Tuesday, September 05, 2006

Montalcino, Italy

Montalcino, Italy

September 5, 2006

Montalcino, Italy
Visit August 3 to 30, 2006

Tuscany is a galaxy of hill towns situated on mountain tops rich in history of the Etruscan influence dating back before ancient Rome .

Montalcino is located 40 minutes SW of Siena between Florence to the north and Rome to the south.

Montalcino is a compact city on top of a mountain surrounded by a strong wall and a fortress built to keep out the intruders from Montepulciano and Orvieto during the years of aggression between neighboring towns. The area is world renown for its Brunello wine as well as olive oil, mushrooms, the white truffle, ham, sausages, and cheeses. There are close to 200 vineyards around Montalcino growing the Sangiovese grape. One strain of Sangiovese Grosso is Brunello ("little dark one"), so named for the brown hue of its skin. The grape is responsible for the reputation of Brunello di Montalcino wines, which are made totally from this variety.

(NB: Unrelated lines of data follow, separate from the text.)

impl CaptionScheduler {
    pub fn new(
        primary: Arc<dyn VisionProvider>,
        secondary: Arc<dyn VisionProvider>,
        extractor: Arc<dyn TextExtractor>,
        clock: Arc<dyn Clock>,
        config: &CaptioningConfig,
    ) -> Self {
        let quota = QuotaWindow::new(
            config.quota_limit,
            Duration::from_secs(config.window_seconds),
            clock.now(),
        );
        Self {
            primary,
            secondary,
            extractor,
            clock,
            quota: tokio::sync::Mutex::new(quota),
            timeout: Duration::from_secs(config.caption_timeout_seconds),
        }
    }

    /// Primary calls made in the current window.
    pub async fn primary_calls(&self) -> u32 {
        self.quota.lock().await.counter()
    }

    /// Describe one image. `None` when neither OCR nor a model produced text.
    pub async fn caption(&self, image: &Path) -> IngestResult<Option<String>> {
        let bytes = tokio::fs::read(image).await?;
        let mime = mime_guess::from_path(image)
            .first_raw()
            .unwrap_or("image/png");

        let ocr = self.extractor.extract(image).await;

        let choice = {
            let mut quota = self.quota.lock().await;
            quota.acquire(self.clock.now())
        };
        debug!("Captioning {:?} with the {} provider", image, choice.as_str());

        let model = self.describe(choice, &bytes, mime, image).await;

        self.quota.lock().await.maybe_reset(self.clock.now());

        let (model, error) = match model {
            Ok(text) => (text, None),
            Err(e) => (None, Some(e)),
        };
        match (combine_caption(&ocr, model.as_deref().unwrap_or("")), error) {
            (Some(caption), _) => Ok(Some(caption)),
            (None, Some(e)) => Err(e),
            (None, None) => Ok(None),
        }
    }

    /// Ask the chosen provider, falling back to the secondary once when the
    /// primary fails or says nothing. `Ok(None)` means an empty answer.
    async fn describe(
        &self,
        choice: ProviderChoice,
        bytes: &[u8],
        mime: &str,
        image: &Path,
    ) -> IngestResult<Option<String>> {
        let provider = match choice {
            ProviderChoice::Primary => &self.primary,
            ProviderChoice::Secondary => &self.secondary,
        };

        let first = self.call(provider.as_ref(), bytes, mime, image).await;
        if choice == ProviderChoice::Secondary || matches!(first, Ok(Some(_))) {
            return first;
        }

        debug!("Retrying {:?} with {}", image, self.secondary.name());
        match self.call(self.secondary.as_ref(), bytes, mime, image).await {
            Ok(None) => first,
            second => second,
        }
    }

    async fn call(
        &self,
        provider: &dyn VisionProvider,
        bytes: &[u8],
        mime: &str,
        image: &Path,
    ) -> IngestResult<Option<String>> {
        match tokio::time::timeout(self.timeout, provider.caption(bytes, mime)).await {
            Ok(Ok(text)) if !text.trim().is_empty() => Ok(Some(text.trim().to_string())),
            Ok(Ok(_)) => Ok(None),
            Ok(Err(e)) => {
                warn!("{} failed to caption {:?}: {}", provider.name(), image, e);
                Err(IngestError::Provider(e))
            }
            Err(_) => {
                warn!(
                    "{} timed out captioning {:?} after {}s",
                    provider.name(),
                    image,
                    self.timeout.as_secs()
                );
                Err(IngestError::Timeout {
                    operation: format!("{} caption of {}", provider.name(), image.display()),
                    seconds: self.timeout.as_secs(),
                })
            }
        }
    }
}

As you walk the perimeter of the wall, your eyes naturally settle on the horizon many miles away with views of Pienza, Siena, and Buonconvento. In between and far away are manicured farms and vineyards, which locals describe as pillows. You will be fascinated walking around the medieval city where the streets seem so narrow you can stretch your arms and touch building to building. You will surely enjoy the frescoes on the walls, flower boxes hanging from balconies and the cracked and faded paints that give the old buildings a life of their own. Your breathing will be deeper as the air is clean and clear with subtle fragrances of the flowers and trees.

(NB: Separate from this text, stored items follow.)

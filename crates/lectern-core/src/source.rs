//! Source identity for uploaded files.

use serde::{Deserialize, Serialize};
use sha2::{Digest, Sha256};

/// Number of hex characters kept from a content hash when deriving an id.
const CONTENT_ID_LEN: usize = 16;

/// Marks content-derived ids so they never parse as numeric.
const CONTENT_ID_PREFIX: &str = "sha256:";

/// Identifier of an uploaded source file.
///
/// Upload handlers usually assign numeric ids; content-derived ids are strings.
#[derive(Debug, Clone, PartialEq, Eq, Hash, Serialize, Deserialize)]
#[serde(untagged)]
pub enum SourceId {
    Numeric(i64),
    Named(String),
}

impl SourceId {
    /// Parse an id, preferring the numeric form. Returns `None` for blank input.
    pub fn parse(s: &str) -> Option<Self> {
        let s = s.trim();
        if s.is_empty() {
            return None;
        }
        Some(match s.parse::<i64>() {
            Ok(n) => SourceId::Numeric(n),
            Err(_) => SourceId::Named(s.to_string()),
        })
    }
}

impl std::fmt::Display for SourceId {
    fn fmt(&self, f: &mut std::fmt::Formatter<'_>) -> std::fmt::Result {
        match self {
            SourceId::Numeric(n) => write!(f, "{}", n),
            SourceId::Named(s) => write!(f, "{}", s),
        }
    }
}

impl From<i64> for SourceId {
    fn from(n: i64) -> Self {
        SourceId::Numeric(n)
    }
}

/// Identity of one uploaded file, threaded through every sub-pipeline.
#[derive(Debug, Clone, PartialEq, Eq, Serialize, Deserialize)]
pub struct SourceRef {
    pub id: SourceId,
    pub name: String,
}

impl SourceRef {
    pub fn new(id: impl Into<SourceId>, name: impl Into<String>) -> Self {
        Self {
            id: id.into(),
            name: name.into(),
        }
    }

    /// Split an upload name of the form `"<id>-<originalName>"`.
    ///
    /// Only the first dash separates the id, so `"7-my-notes.md"` yields
    /// id `7` and name `my-notes.md`.
    pub fn from_upload_name(upload_name: &str) -> Option<Self> {
        let (id, name) = upload_name.split_once('-')?;
        if name.is_empty() {
            return None;
        }
        let id = SourceId::parse(id)?;
        Some(Self {
            id,
            name: name.to_string(),
        })
    }

    /// Derive an id from the file's content hash.
    pub fn from_content(name: impl Into<String>, bytes: &[u8]) -> Self {
        let digest = hex::encode(Sha256::digest(bytes));
        Self {
            id: SourceId::Named(format!("{}{}", CONTENT_ID_PREFIX, &digest[..CONTENT_ID_LEN])),
            name: name.into(),
        }
    }

    /// Use a numeric `"<id>-<name>"` prefix when present, otherwise hash the
    /// content. Plain names like `"intro-notes.md"` are not split.
    pub fn resolve(upload_name: &str, bytes: &[u8]) -> Self {
        match Self::from_upload_name(upload_name) {
            Some(source) if matches!(source.id, SourceId::Numeric(_)) => source,
            _ => Self::from_content(upload_name, bytes),
        }
    }

    /// Name used for intermediate files derived from this source.
    pub fn upload_name(&self) -> String {
        format!("{}-{}", self.id, self.name)
    }
}

/// Caller-supplied context attached to every unit of a batch.
#[derive(Debug, Clone, Default, PartialEq, Eq, Serialize, Deserialize)]
pub struct BatchContext {
    #[serde(default, skip_serializing_if = "Option::is_none")]
    pub subject: Option<String>,
    #[serde(default, skip_serializing_if = "Option::is_none")]
    pub course: Option<String>,
}

impl BatchContext {
    pub fn new() -> Self {
        Self::default()
    }

    pub fn with_subject(mut self, subject: impl Into<String>) -> Self {
        self.subject = Some(subject.into());
        self
    }

    pub fn with_course(mut self, course: impl Into<String>) -> Self {
        self.course = Some(course.into());
        self
    }
}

Valerie, David, Jonee, Allen, Kristi and Donna

Joining us for three weeks were daughters, Jonee, Kristi, Valerie, son-in-law David and grandson, Allen, which added to “never a dull moment” family-style fun. We enjoyed the many offerings of the local cuisine, two gelato helpings sometimes three a day and dipping our bread in olive oil and balsamic vinegar with passion. Some of the specialties that came out of our kitchen were, pasta e fagioli soup, rosemary roasted chicken, linguini pesto, proscuitto de Palma/melon along with bags of Cantucci (biscotti) and a variety of fruits and Italian cookies. It is safe to drink the water; however, we used mostly bottle water (6 pkg. bottles 1.5 liter water @ 3.00 euros at the Coop, grocery store) in addition to boiling tap water to drink. Hans and Silvia, our friends from Germany, joined us the last week we were there.

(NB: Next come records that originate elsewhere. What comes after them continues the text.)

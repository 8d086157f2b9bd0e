//! Build provider clients from configuration.

use crate::error::{ProviderError, ProviderResult};
use crate::gemini::GeminiVision;
use crate::ollama::OllamaVision;
use crate::openai::OpenAiVision;
use crate::traits::{TranscriptionProvider, VisionProvider};
use crate::whisper::WhisperClient;
use lectern_config::{TranscriptionProviderConfig, VisionKind, VisionProviderConfig};
use std::sync::Arc;
use std::time::Duration;

/// Read an API key from the named environment variable.
pub fn api_key_from_env(var: &str) -> ProviderResult<String> {
    match std::env::var(var) {
        Ok(key) if !key.trim().is_empty() => Ok(key),
        _ => Err(ProviderError::MissingApiKey {
            var: var.to_string(),
        }),
    }
}

/// Build the transcription client.
pub fn transcription_from_config(
    config: &TranscriptionProviderConfig,
    timeout: Duration,
) -> ProviderResult<Arc<dyn TranscriptionProvider>> {
    let api_key = api_key_from_env(&config.api_key_env)?;
    let mut client = WhisperClient::new(&config.base_url, api_key, &config.model, timeout)?;
    if let Some(language) = &config.language {
        client = client.with_language(language);
    }
    Ok(Arc::new(client))
}

/// Build a vision client of the configured kind.
pub fn vision_from_config(
    config: &VisionProviderConfig,
    prompt: &str,
    timeout: Duration,
) -> ProviderResult<Arc<dyn VisionProvider>> {
    let api_key = config
        .api_key_env
        .as_deref()
        .map(api_key_from_env)
        .transpose()?;

    let provider: Arc<dyn VisionProvider> = match config.kind {
        VisionKind::Gemini => {
            let api_key = api_key.ok_or_else(|| {
                ProviderError::InvalidConfig("gemini requires api_key_env".to_string())
            })?;
            Arc::new(GeminiVision::new(
                &config.base_url,
                api_key,
                &config.model,
                prompt,
                timeout,
            )?)
        }
        VisionKind::OpenAi => Arc::new(OpenAiVision::new(
            &config.base_url,
            api_key,
            &config.model,
            prompt,
            timeout,
        )?),
        VisionKind::Ollama => Arc::new(OllamaVision::new(
            &config.base_url,
            &config.model,
            prompt,
            timeout,
        )?),
    };

    Ok(provider)
}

Jonee at the open air market selecting tree ripened peaches from an Italian orchard

The house we rented was located outside of the city wall in the most modern section of the city. We had seven in our gang. Four slept in the main house (could accommodate at least 8) and 3 stayed in the apartment below. There were modern conveniences including a washing machine; however, there was very limited television reception and no internet connection. A rental car is a necessity as Tuscany is an expansive area. Traveling from town to town was an adventure as the terrain was very hilly with winding roads and vague road signs…confusing at best. I guarantee you will take several wrong turns each time out.

We dined in restaurants specializing in home cooked regional Italian cuisine. Among them were IL Grifo Restaurant and Pizzeria, Via Mazzini No. 18, where we enjoyed all of the dishes including pizza with porcini mushrooms, sausage, and calzone. Other eateries included Taverna Grappolo Blu, Osteria di Altri Tempi, Les Barriques Restaurant, and Osteria de Porta al Cassero. To end a perfect day, the gelato store is on Via Mazzini, favorites being Bacio, Fior-di-Latte, Limone, Nicciola and Straticella. Take your pick…the best ice cream in the world.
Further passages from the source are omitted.